Dataset records:
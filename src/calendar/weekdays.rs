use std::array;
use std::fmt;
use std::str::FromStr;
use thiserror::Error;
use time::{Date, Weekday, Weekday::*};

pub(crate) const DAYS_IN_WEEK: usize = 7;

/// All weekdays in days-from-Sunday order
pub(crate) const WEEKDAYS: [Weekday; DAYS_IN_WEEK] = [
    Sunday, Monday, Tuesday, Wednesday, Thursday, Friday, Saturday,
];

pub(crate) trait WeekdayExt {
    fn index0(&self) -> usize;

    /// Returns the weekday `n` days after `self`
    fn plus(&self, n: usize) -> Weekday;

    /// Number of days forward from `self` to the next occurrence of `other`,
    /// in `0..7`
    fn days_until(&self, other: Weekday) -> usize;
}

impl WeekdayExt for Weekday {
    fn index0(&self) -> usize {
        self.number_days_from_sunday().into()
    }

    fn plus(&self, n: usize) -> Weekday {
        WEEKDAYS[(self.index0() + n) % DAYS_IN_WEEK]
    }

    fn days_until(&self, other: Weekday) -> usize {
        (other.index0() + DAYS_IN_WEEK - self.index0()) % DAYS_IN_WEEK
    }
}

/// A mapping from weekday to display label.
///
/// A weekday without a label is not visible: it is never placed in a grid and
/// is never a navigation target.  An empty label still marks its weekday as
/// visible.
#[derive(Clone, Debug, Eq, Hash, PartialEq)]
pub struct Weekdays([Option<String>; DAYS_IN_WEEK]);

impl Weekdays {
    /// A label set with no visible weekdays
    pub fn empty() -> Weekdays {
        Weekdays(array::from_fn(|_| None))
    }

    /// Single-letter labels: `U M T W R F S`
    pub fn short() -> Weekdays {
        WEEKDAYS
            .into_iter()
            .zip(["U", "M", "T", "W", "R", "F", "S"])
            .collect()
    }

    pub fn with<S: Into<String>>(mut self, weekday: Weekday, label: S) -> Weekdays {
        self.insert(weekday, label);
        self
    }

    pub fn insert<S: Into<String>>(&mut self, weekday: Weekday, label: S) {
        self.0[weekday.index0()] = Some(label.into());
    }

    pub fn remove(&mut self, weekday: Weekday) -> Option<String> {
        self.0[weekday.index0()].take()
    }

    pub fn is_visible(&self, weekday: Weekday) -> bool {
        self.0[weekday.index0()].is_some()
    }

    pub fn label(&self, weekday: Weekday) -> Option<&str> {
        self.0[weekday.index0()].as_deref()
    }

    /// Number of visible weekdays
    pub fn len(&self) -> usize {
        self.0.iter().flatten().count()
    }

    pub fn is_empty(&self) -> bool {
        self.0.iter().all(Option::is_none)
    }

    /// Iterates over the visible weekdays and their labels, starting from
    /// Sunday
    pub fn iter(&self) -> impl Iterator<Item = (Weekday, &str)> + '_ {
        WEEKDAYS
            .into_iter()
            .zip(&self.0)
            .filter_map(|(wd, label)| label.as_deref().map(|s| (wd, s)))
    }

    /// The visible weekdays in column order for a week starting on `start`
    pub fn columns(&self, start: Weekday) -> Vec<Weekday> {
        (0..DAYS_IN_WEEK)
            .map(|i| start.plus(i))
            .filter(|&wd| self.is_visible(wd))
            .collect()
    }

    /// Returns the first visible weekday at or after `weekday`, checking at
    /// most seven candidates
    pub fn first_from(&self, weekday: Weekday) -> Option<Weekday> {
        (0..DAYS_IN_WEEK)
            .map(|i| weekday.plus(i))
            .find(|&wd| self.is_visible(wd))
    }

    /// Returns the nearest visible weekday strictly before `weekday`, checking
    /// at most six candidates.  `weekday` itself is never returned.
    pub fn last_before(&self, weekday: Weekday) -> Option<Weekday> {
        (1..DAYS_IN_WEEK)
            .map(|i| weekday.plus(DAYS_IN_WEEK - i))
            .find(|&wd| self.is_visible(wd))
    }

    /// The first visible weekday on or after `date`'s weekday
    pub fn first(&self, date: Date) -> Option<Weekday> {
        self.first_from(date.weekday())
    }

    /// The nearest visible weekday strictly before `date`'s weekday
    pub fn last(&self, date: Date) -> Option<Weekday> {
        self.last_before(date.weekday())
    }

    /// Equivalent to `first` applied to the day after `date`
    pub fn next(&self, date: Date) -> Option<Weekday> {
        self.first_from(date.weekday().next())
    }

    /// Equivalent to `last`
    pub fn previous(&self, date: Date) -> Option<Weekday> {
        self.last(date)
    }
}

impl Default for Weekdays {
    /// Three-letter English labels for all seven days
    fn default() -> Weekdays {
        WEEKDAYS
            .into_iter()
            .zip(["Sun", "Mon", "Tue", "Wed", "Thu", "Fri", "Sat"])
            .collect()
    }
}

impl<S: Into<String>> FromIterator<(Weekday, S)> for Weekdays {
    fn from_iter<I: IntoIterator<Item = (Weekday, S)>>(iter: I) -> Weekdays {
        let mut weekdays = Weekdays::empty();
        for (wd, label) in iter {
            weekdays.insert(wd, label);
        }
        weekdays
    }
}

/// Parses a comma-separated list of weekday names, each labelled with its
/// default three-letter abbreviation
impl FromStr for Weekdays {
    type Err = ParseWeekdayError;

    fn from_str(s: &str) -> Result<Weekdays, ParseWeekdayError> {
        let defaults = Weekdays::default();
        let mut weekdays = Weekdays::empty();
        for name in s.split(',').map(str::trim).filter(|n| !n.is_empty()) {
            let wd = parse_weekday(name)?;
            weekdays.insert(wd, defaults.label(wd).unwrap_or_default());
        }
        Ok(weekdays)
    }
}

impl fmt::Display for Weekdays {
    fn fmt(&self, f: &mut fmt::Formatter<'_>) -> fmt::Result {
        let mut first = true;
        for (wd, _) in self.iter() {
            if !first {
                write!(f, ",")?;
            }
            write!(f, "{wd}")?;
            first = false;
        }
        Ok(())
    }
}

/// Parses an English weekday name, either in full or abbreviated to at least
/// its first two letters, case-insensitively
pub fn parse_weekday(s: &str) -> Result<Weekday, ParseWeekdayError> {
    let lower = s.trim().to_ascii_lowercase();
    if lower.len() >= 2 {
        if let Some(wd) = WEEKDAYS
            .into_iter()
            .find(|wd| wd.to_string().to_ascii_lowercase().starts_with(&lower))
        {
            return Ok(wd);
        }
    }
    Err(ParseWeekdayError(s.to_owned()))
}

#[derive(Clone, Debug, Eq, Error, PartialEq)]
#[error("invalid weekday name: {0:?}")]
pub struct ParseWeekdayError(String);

#### Work order
The word to find is "starting". Copy every line of the records that holds it.

#### Exercise output
    /// Iterates over the visible weekdays and their labels, starting from
    /// The visible weekdays in column order for a week starting on `start`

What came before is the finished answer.